Часть 2. Свободные радикалы


4. Свободные радикалы. Свобода.


По мне промчался с ветерком груженый тоннами гранитных плит [целая вереница надгробий для всех моих почивших в бозе жертв] товарный поезд, потом еще один, целое железнодорожное ралли проложило свой маршрут сначала вдоль меня, а после поперек и по окружности, чтоб ни одна частичка тела не осталась в стороне от состояния разбитой и помятой. Лицом в подушки я проснулась на собственной кровати от звонка мобильного «Sacrés Français». Тьерри не мог выбрать момента неудачней для утреннего… 2.45 после полудня… послеобеденного раннего звонка.
- Я дома, со мной все очень хорошо и здорово, спасибо за заботу и все такое прочее, - заплетавшийся язык с трудом промямлил в трубку пару-тройку общих фраз, эквивалентных одному более емкому и уместному при данных обстоятельствах, но грубому по форме - «отвали».
- Я знаю. Ты мне вчера звонила…
Мхм, пьяной я не была, так что… Да, пьяной не была, зато в бреду валялась. Хороший должен был случиться разговор, цветистый и информативный.
- О чем мы говорили? – прощупаю хотя бы почву для начала, может, я спела ему кавер на Селин Дион, призналась в нескольких мэнэж-а-труа в годы молодые и пожелала сладких снов о ежевичных пальмах.
- Да мы как-то… не говорили вообще. Я был пьян, а ты попала на атоответчик и… поговорила с ним. О жизни, о любви, о своем бывшем… - многозначительность молчания Тьерри была уж слишком артистичной, как пауза перед грозой в театре Глобус еще при жизни Уильяма Шекспира. О бывшем я с его магнитофоном говорила, подумаешь, трагедия в трех актах без антракта.
«Никлаус М… Никлаус Морган, мой бывший парень» устало подсказала память.
Сна как не бывало! Я говорила с ним о Нике?!
- И этот разговор, он… странный. Очень. Я хотел сначала его стереть, но исходя из голоса из трубки, ты помнишь его либо очень плохо, либо вообще – пробел.

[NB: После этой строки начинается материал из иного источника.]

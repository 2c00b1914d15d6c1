//! Tag set normalization: a set, no duplicates, order insignificant,
//! case-sensitive comparisons.

/// Deduplicates a tag list while preserving first-seen order, so that the
/// persisted tag list is stable and comparisons downstream are simple
/// equality/subset checks rather than set algebra on every read.
pub fn normalize_tags(tags: impl IntoIterator<Item = String>) -> Vec<String> {
    let mut seen = std::collections::HashSet::new();
    let mut out = Vec::new();
    for tag in tags {
        let tag = tag.trim().to_string();
        if tag.is_empty() {
            continue;
        }
        if seen.insert(tag.clone()) {
            out.push(tag);
        }
    }
    out
}

/// Serializes a tag list the way the vector index's metadata hand-off
/// requires: sequence-typed values comma-joined.
pub fn join_tags(tags: &[String]) -> String {
    tags.join(",")
}

/// Reverses [`join_tags`], for metadata read back from the vector index.
pub fn split_tags(joined: &str) -> Vec<String> {
    if joined.is_empty() {
        return Vec::new();
    }
    joined.split(',').map(|s| s.to_string()).collect()
}

#[cfg(test)]
mod tests {
    use super::*;

    #[test]
    fn dedupes_preserving_order() {
        let tags = normalize_tags(["b".into(), "a".into(), "b".into(), " a ".into()]);
        assert_eq!(tags, vec!["b".to_string(), "a".to_string()]);
    }

    #[test]
    fn drops_empty_tags() {
        let tags = normalize_tags(["".into(), "  ".into(), "x".into()]);
        assert_eq!(tags, vec!["x".to_string()]);
    }

    #[test]
    fn join_and_split_round_trip() {
        let tags = vec!["auth".to_string(), "security".to_string()];
        let joined = join_tags(&tags);
        assert_eq!(joined, "auth,security");
        assert_eq!(split_tags(&joined), tags);
    }

    #[test]
    fn split_empty_string_is_empty_vec() {
        assert!(split_tags("").is_empty());
    }
}
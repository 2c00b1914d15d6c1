use std::collections::HashMap;

/// One suggestion candidate, with the vocabulary frequency used to break
/// ties among equally good prefix matches.
#[derive(Debug, Clone, PartialEq)]
pub struct Suggestion {
    pub text: String,
    pub frequency: usize,
}

/// Ranks `vocabulary` (tag occurrences and memory titles, each with a
/// frequency count) by prefix match against `partial`, then by
/// frequency descending, returning at most `limit` suggestions.
/// Case-insensitive; an empty `partial` matches everything.
pub fn suggest(partial: &str, vocabulary: &HashMap<String, usize>, limit: usize) -> Vec<Suggestion> {
    let needle = partial.to_lowercase();

    let mut matches: Vec<Suggestion> = vocabulary
        .iter()
        .filter(|(text, _)| needle.is_empty() || text.to_lowercase().starts_with(&needle))
        .map(|(text, frequency)| Suggestion {
            text: text.clone(),
            frequency: *frequency,
        })
        .collect();

    matches.sort_by(|a, b| {
        b.frequency
            .cmp(&a.frequency)
            .then_with(|| a.text.cmp(&b.text))
    });
    matches.truncate(limit);
    matches
}

#[cfg(test)]
mod tests {
    use super::*;

    #[test]
    fn filters_by_prefix_case_insensitively() {
        let mut vocab = HashMap::new();
        vocab.insert("auth".to_string(), 3);
        vocab.insert("authentication".to_string(), 1);
        vocab.insert("billing".to_string(), 5);

        let results = suggest("Aut", &vocab, 10);
        assert_eq!(results.len(), 2);
        assert!(results.iter().all(|s| s.text.starts_with("auth")));
    }

    #[test]
    fn ranks_by_frequency_then_alphabetically() {
        let mut vocab = HashMap::new();
        vocab.insert("auth".to_string(), 1);
        vocab.insert("authorization".to_string(), 5);

        let results = suggest("auth", &vocab, 10);
        assert_eq!(results[0].text, "authorization");
    }

    #[test]
    fn truncates_to_limit() {
        let mut vocab = HashMap::new();
        for i in 0..10 {
            vocab.insert(format!("tag{i}"), i);
        }
        let results = suggest("", &vocab, 3);
        assert_eq!(results.len(), 3);
    }
}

- Пробел, - язык от стресса, стряхнувшего меня с постели, стал куда проворней. Я мерила шагами спальню, пытаясь вспомнить хотя бы отдаленно, чего я там наговорила под действием галлюцинаций прошлой ночью на почту, мнущегося от неловкости, Венчурэ. Но вывод прост: весь вечер после паба – один большой пробел.

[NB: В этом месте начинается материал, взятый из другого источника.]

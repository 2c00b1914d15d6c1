use chrono::Utc;

use crate::domain::{ProgressEntry, Session, SessionStatus};

use super::rows::{ProgressRow, SessionRow};
use super::{RelationalStore, StoreError};

/// Filters accepted by [`RelationalStore::list_sessions`].
#[derive(Debug, Clone, Default)]
pub struct SessionFilter {
    pub project_id: Option<String>,
    pub status: Option<SessionStatus>,
}

impl RelationalStore {
    pub async fn create_session(&self, session: &Session) -> Result<(), StoreError> {
        let mut tx = self.pool.begin().await?;

        sqlx::query(
            "INSERT INTO sessions
                (id, project_id, task_description, status, start_time, end_time, outcome, summary)
             VALUES (?, ?, ?, ?, ?, ?, ?, ?)",
        )
        .bind(&session.id)
        .bind(&session.project_id)
        .bind(&session.task_description)
        .bind(session.status.as_str())
        .bind(session.start_time.to_rfc3339())
        .bind(session.end_time.map(|t| t.to_rfc3339()))
        .bind(&session.outcome)
        .bind(&session.summary)
        .execute(&mut *tx)
        .await?;

        for tag in &session.tags {
            sqlx::query("INSERT INTO session_tags (session_id, tag) VALUES (?, ?)")
                .bind(&session.id)
                .bind(tag)
                .execute(&mut *tx)
                .await?;
        }

        for entry in &session.progress {
            insert_progress(&mut tx, &session.id, entry).await?;
        }

        tx.commit().await?;
        Ok(())
    }

    pub async fn get_session(&self, id: &str) -> Result<Option<Session>, StoreError> {
        let row: Option<SessionRow> = sqlx::query_as("SELECT * FROM sessions WHERE id = ?")
            .bind(id)
            .fetch_optional(&self.pool)
            .await?;
        match row {
            Some(row) => {
                let tags = self.session_tags(id).await?;
                let progress = self.session_progress(id).await?;
                Ok(Some(row.into_session(tags, progress)?))
            }
            None => Ok(None),
        }
    }

    /// The unique active session for `project_id`, if any.
    pub async fn get_active_session(&self, project_id: &str) -> Result<Option<Session>, StoreError> {
        let row: Option<SessionRow> = sqlx::query_as(
            "SELECT * FROM sessions WHERE project_id = ? AND status = 'active'",
        )
        .bind(project_id)
        .fetch_optional(&self.pool)
        .await?;
        match row {
            Some(row) => {
                let tags = self.session_tags(&row.id).await?;
                let progress = self.session_progress(&row.id).await?;
                Ok(Some(row.into_session(tags, progress)?))
            }
            None => Ok(None),
        }
    }

    pub async fn list_sessions(&self, filter: &SessionFilter) -> Result<Vec<Session>, StoreError> {
        let mut builder = sqlx::QueryBuilder::new("SELECT * FROM sessions");
        let mut has_condition = false;
        let mut push_condition = |builder: &mut sqlx::QueryBuilder<sqlx::Sqlite>, sql: &str| {
            builder.push(if has_condition { " AND " } else { " WHERE " });
            builder.push(sql);
            has_condition = true;
        };

        if let Some(project_id) = &filter.project_id {
            push_condition(&mut builder, "project_id = ");
            builder.push_bind(project_id.clone());
        }
        if let Some(status) = &filter.status {
            push_condition(&mut builder, "status = ");
            builder.push_bind(status.as_str());
        }
        builder.push(" ORDER BY start_time DESC");

        let rows: Vec<SessionRow> = builder.build_query_as().fetch_all(&self.pool).await?;
        let mut out = Vec::with_capacity(rows.len());
        for row in rows {
            let tags = self.session_tags(&row.id).await?;
            let progress = self.session_progress(&row.id).await?;
            out.push(row.into_session(tags, progress)?);
        }
        Ok(out)
    }

    /// Transitions a session (complete/abort/pause/resume) by writing its
    /// status, end_time, outcome and summary. Progress is appended
    /// separately through [`Self::append_progress`].
    pub async fn update_session_status(
        &self,
        id: &str,
        status: SessionStatus,
        end_time: Option<chrono::DateTime<Utc>>,
        outcome: Option<&str>,
        summary: Option<&str>,
    ) -> Result<(), StoreError> {
        sqlx::query(
            "UPDATE sessions SET status = ?, end_time = ?, outcome = ?, summary = ? WHERE id = ?",
        )
        .bind(status.as_str())
        .bind(end_time.map(|t| t.to_rfc3339()))
        .bind(outcome)
        .bind(summary)
        .bind(id)
        .execute(&self.pool)
        .await?;
        Ok(())
    }

    pub async fn append_progress(
        &self,
        session_id: &str,
        entry: &ProgressEntry,
    ) -> Result<(), StoreError> {
        let mut tx = self.pool.begin().await?;
        insert_progress(&mut tx, session_id, entry).await?;
        tx.commit().await?;
        Ok(())
    }

    pub async fn delete_session(&self, id: &str) -> Result<(), StoreError> {
        sqlx::query("DELETE FROM sessions WHERE id = ?")
            .bind(id)
            .execute(&self.pool)
            .await?;
        Ok(())
    }

    async fn session_tags(&self, session_id: &str) -> Result<Vec<String>, StoreError> {
        let rows: Vec<(String,)> =
            sqlx::query_as("SELECT tag FROM session_tags WHERE session_id = ? ORDER BY tag ASC")
                .bind(session_id)
                .fetch_all(&self.pool)
                .await?;
        Ok(rows.into_iter().map(|(tag,)| tag).collect())
    }

    async fn session_progress(&self, session_id: &str) -> Result<Vec<ProgressEntry>, StoreError> {
        let rows: Vec<ProgressRow> = sqlx::query_as(
            "SELECT progress_type, timestamp, message FROM session_progress
             WHERE session_id = ? ORDER BY id ASC",
        )
        .bind(session_id)
        .fetch_all(&self.pool)
        .await?;
        rows.into_iter().map(ProgressEntry::try_from).collect()
    }
}

async fn insert_progress(
    tx: &mut sqlx::Transaction<'_, sqlx::Sqlite>,
    session_id: &str,
    entry: &ProgressEntry,
) -> Result<(), StoreError> {
    sqlx::query(
        "INSERT INTO session_progress (session_id, progress_type, timestamp, message)
         VALUES (?, ?, ?, ?)",
    )
    .bind(session_id)
    .bind(entry.progress_type.as_str())
    .bind(entry.timestamp.to_rfc3339())
    .bind(&entry.message)
    .execute(&mut **tx)
    .await?;
    Ok(())
}

#[cfg(test)]
mod tests {
    use super::*;
    use crate::domain::{Project, ProgressType};
    use sqlx::sqlite::SqlitePoolOptions;

    async fn store() -> RelationalStore {
        let pool = SqlitePoolOptions::new()
            .connect("sqlite::memory:")
            .await
            .unwrap();
        RelationalStore::from_pool(pool).await.unwrap()
    }

    async fn with_project(store: &RelationalStore) -> Project {
        let now = Utc::now();
        let project = Project {
            id: uuid::Uuid::new_v4().to_string(),
            name: "demo".into(),
            path: format!("/tmp/{}", uuid::Uuid::new_v4()),
            description: None,
            language: None,
            framework: None,
            created_at: now,
            updated_at: now,
        };
        store.create_project(&project).await.unwrap();
        project
    }

    fn sample_session(project_id: &str) -> Session {
        let now = Utc::now();
        Session {
            id: uuid::Uuid::new_v4().to_string(),
            project_id: project_id.to_string(),
            task_description: "fix the bug".into(),
            status: SessionStatus::Active,
            start_time: now,
            end_time: None,
            outcome: None,
            summary: None,
            tags: vec!["backend".into()],
            progress: Vec::new(),
        }
    }

    #[tokio::test]
    async fn create_then_get_round_trips() {
        let store = store().await;
        let project = with_project(&store).await;
        let session = sample_session(&project.id);
        store.create_session(&session).await.unwrap();

        let fetched = store.get_session(&session.id).await.unwrap().unwrap();
        assert_eq!(fetched.task_description, session.task_description);
        assert_eq!(fetched.tags, vec!["backend".to_string()]);
        assert_eq!(fetched.status, SessionStatus::Active);
    }

    #[tokio::test]
    async fn only_one_active_session_is_returned() {
        let store = store().await;
        let project = with_project(&store).await;
        let session = sample_session(&project.id);
        store.create_session(&session).await.unwrap();

        let active = store.get_active_session(&project.id).await.unwrap();
        assert_eq!(active.unwrap().id, session.id);
    }

    #[tokio::test]
    async fn append_progress_is_ordered() {
        let store = store().await;
        let project = with_project(&store).await;
        let session = sample_session(&project.id);
        store.create_session(&session).await.unwrap();

        store
            .append_progress(
                &session.id,
                &ProgressEntry {
                    progress_type: ProgressType::Info,
                    timestamp: Utc::now(),
                    message: "first".into(),
                },
            )
            .await
            .unwrap();
        store
            .append_progress(
                &session.id,
                &ProgressEntry {
                    progress_type: ProgressType::Milestone,
                    timestamp: Utc::now(),
                    message: "second".into(),
                },
            )
            .await
            .unwrap();

        let fetched = store.get_session(&session.id).await.unwrap().unwrap();
        assert_eq!(fetched.progress.len(), 2);
        assert_eq!(fetched.progress[0].message, "first");
        assert_eq!(fetched.progress[1].message, "second");
    }

    #[tokio::test]
    async fn update_status_sets_end_time_and_outcome() {
        let store = store().await;
        let project = with_project(&store).await;
        let session = sample_session(&project.id);
        store.create_session(&session).await.unwrap();

        let end_time = Utc::now();
        store
            .update_session_status(
                &session.id,
                SessionStatus::Completed,
                Some(end_time),
                Some("done"),
                None,
            )
            .await
            .unwrap();

        let fetched = store.get_session(&session.id).await.unwrap().unwrap();
        assert_eq!(fetched.status, SessionStatus::Completed);
        assert_eq!(fetched.outcome.as_deref(), Some("done"));
        assert!(fetched.end_time.is_some());
    }
}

- Я ничего толком не знаю о твоей личной жизни до Ласелля, так что не суди, но думаю, что лучше тебе помнить подобные беседы, и готов сдать запись из рук в руки.
- Где встретимся, Тьерри?

Дорога к кладбищу Ньютона от моего дома довольно коротка, всего лишь 2,2 мили, на машине путь займет не дольше 5 минут. Но мне стоит проветрить голову, немножко, перед этой встречею с Венчурэ и, соскочив с последней крошечной ступеньки, ведущей из моего двора на тротуар, я отправляюсь в сторону Республиканского проспекта. Идти нужно мимо пожарного депо №2, чуть дальше, на параллельной проспекту улице Чеканной, начнутся земли загородного клуба имени Горящего Холма, где как всегда гоняют мячики гольфисты.
Миную перекресток с Каштановой улицей, где слева от меня гремит скрипичным Декабрем Вивальди общественная музыкальная школа Ньютона - невысокое и слегка приплюснутое сверху каменное здание, с отделанным голубыми панелями мансардным этажом и серой черепичной крышей. В мае у них проходит музыкальный фестиваль.
Дальше уже видно один из кладбищенских углов, но центральный вход не здесь, а у меня нет никакого особого желания лезть через, пусть и невысокую, но каменную стену в легком платье, чтоб после в босоножках на высоких каблуках шагать по чьим-нибудь могилам до часовни - условленного места встречи. Так что я продолжаю свой одинокий путь вдоль оживленного проспекта до развилки с улицей Гомера. Слева от меня, между Гомера и Республиканским, в одном кирпичном здании [типичном образце американского колониального стиля] находятся Избирательная комиссия, Общественный кредитный союз и городская Ратуша, с ее 3 прудами, жалкой овальной клумбой напротив входа и белым колокольным шпилем, нависшем над циферблатом крошечных часов [не думаю, что все это можно назвать часовней].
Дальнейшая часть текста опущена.